> **Aim of the task**: Every record must be copied out exactly.

(Beginning of Data records)

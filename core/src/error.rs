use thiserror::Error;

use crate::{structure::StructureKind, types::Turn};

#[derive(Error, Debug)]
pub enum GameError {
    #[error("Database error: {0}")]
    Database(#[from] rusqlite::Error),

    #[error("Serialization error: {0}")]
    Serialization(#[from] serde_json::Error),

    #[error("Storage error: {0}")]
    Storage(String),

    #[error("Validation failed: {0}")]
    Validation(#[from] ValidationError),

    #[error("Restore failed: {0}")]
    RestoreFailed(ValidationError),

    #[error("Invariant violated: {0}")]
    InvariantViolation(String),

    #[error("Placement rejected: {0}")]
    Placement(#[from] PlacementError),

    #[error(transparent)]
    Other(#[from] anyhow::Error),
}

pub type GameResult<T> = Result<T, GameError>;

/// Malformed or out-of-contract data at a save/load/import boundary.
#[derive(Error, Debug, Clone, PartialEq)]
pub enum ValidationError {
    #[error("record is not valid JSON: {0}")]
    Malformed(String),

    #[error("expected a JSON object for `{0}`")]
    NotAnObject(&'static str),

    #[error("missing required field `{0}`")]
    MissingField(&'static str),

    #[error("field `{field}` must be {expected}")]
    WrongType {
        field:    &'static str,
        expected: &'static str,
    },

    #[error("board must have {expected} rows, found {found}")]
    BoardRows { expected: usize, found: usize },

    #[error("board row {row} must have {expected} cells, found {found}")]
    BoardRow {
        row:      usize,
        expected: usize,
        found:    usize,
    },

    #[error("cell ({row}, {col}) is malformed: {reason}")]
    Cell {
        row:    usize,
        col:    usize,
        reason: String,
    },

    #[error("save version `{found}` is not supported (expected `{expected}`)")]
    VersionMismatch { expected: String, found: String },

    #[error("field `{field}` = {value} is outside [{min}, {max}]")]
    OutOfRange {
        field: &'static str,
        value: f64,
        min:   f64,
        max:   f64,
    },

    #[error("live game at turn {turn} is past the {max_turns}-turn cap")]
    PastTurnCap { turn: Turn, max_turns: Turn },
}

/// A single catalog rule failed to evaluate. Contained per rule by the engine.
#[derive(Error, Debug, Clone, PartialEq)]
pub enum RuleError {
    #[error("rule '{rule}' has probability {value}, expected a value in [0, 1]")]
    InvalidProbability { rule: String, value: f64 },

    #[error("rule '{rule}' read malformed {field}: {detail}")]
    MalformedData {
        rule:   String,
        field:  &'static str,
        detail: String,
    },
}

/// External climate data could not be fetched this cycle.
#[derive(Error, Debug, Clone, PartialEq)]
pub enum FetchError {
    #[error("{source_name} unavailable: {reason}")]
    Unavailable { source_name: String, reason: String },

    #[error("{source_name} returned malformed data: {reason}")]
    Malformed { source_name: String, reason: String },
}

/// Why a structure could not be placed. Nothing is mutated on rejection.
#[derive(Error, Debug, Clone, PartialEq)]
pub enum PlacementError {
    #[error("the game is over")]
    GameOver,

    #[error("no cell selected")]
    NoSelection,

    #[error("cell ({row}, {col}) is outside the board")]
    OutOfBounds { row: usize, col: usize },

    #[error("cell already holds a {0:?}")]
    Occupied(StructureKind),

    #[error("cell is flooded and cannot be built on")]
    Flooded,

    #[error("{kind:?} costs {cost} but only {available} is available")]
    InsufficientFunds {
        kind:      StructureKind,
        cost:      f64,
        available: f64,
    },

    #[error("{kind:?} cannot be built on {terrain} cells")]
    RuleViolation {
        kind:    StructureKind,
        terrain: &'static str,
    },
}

(End of Data records)

> **Answer for the task**:
filename core/src/error.rs
use thiserror::Error;

use crate::{structure::StructureKind, types::Turn};

#[derive(Error, Debug)]
pub enum GameError {
    #[error("Database error: {0}")]
    Database(#[from] rusqlite::Error),

    #[error("Serialization error: {0}")]
    Serialization(#[from] serde_json::Error),

    #[error("Storage error: {0}")]
    Storage(String),

    #[error("Validation failed: {0}")]
    Validation(#[from] ValidationError),

    #[error("Restore failed: {0}")]
    RestoreFailed(ValidationError),

    #[error("Invariant violated: {0}")]
    InvariantViolation(String),

    #[error("Placement rejected: {0}")]
    Placement(#[from] PlacementError),

    #[error(transparent)]
    Other(#[from] anyhow::Error),
}

pub type GameResult<T> = Result<T, GameError>;

/// Malformed or out-of-contract data at a save/load/import boundary.
#[derive(Error, Debug, Clone, PartialEq)]
pub enum ValidationError {
    #[error("record is not valid JSON: {0}")]
    Malformed(String),

    #[error("expected a JSON object for `{0}`")]
    NotAnObject(&'static str),

    #[error("missing required field `{0}`")]
    MissingField(&'static str),

    #[error("field `{field}` must be {expected}")]
    WrongType {
        field:    &'static str,
        expected: &'static str,
    },

    #[error("board must have {expected} rows, found {found}")]
    BoardRows { expected: usize, found: usize },

    #[error("board row {row} must have {expected} cells, found {found}")]
    BoardRow {
        row:      usize,
        expected: usize,
        found:    usize,
    },

    #[error("cell ({row}, {col}) is malformed: {reason}")]
    Cell {
        row:    usize,
        col:    usize,
        reason: String,
    },

    #[error("save version `{found}` is not supported (expected `{expected}`)")]
    VersionMismatch { expected: String, found: String },

    #[error("field `{field}` = {value} is outside [{min}, {max}]")]
    OutOfRange {
        field: &'static str,
        value: f64,
        min:   f64,
        max:   f64,
    },

    #[error("live game at turn {turn} is past the {max_turns}-turn cap")]
    PastTurnCap { turn: Turn, max_turns: Turn },
}

/// A single catalog rule failed to evaluate. Contained per rule by the engine.
#[derive(Error, Debug, Clone, PartialEq)]
pub enum RuleError {
    #[error("rule '{rule}' has probability {value}, expected a value in [0, 1]")]
    InvalidProbability { rule: String, value: f64 },

    #[error("rule '{rule}' read malformed {field}: {detail}")]
    MalformedData {
        rule:   String,
        field:  &'static str,
        detail: String,
    },
}

/// External climate data could not be fetched this cycle.
#[derive(Error, Debug, Clone, PartialEq)]
pub enum FetchError {
    #[error("{source_name} unavailable: {reason}")]
    Unavailable { source_name: String, reason: String },

    #[error("{source_name} returned malformed data: {reason}")]
    Malformed { source_name: String, reason: String },
}

/// Why a structure could not be placed. Nothing is mutated on rejection.
#[derive(Error, Debug, Clone, PartialEq)]
pub enum PlacementError {
    #[error("the game is over")]
    GameOver,

    #[error("no cell selected")]
    NoSelection,

    #[error("cell ({row}, {col}) is outside the board")]
    OutOfBounds { row: usize, col: usize },

    #[error("cell already holds a {0:?}")]
    Occupied(StructureKind),

    #[error("cell is flooded and cannot be built on")]
    Flooded,

    #[error("{kind:?} costs {cost} but only {available} is available")]
    InsufficientFunds {
        kind:      StructureKind,
        cost:      f64,
        available: f64,
    },

    #[error("{kind:?} cannot be built on {terrain} cells")]
    RuleViolation {
        kind:    StructureKind,
        terrain: &'static str,
    },
}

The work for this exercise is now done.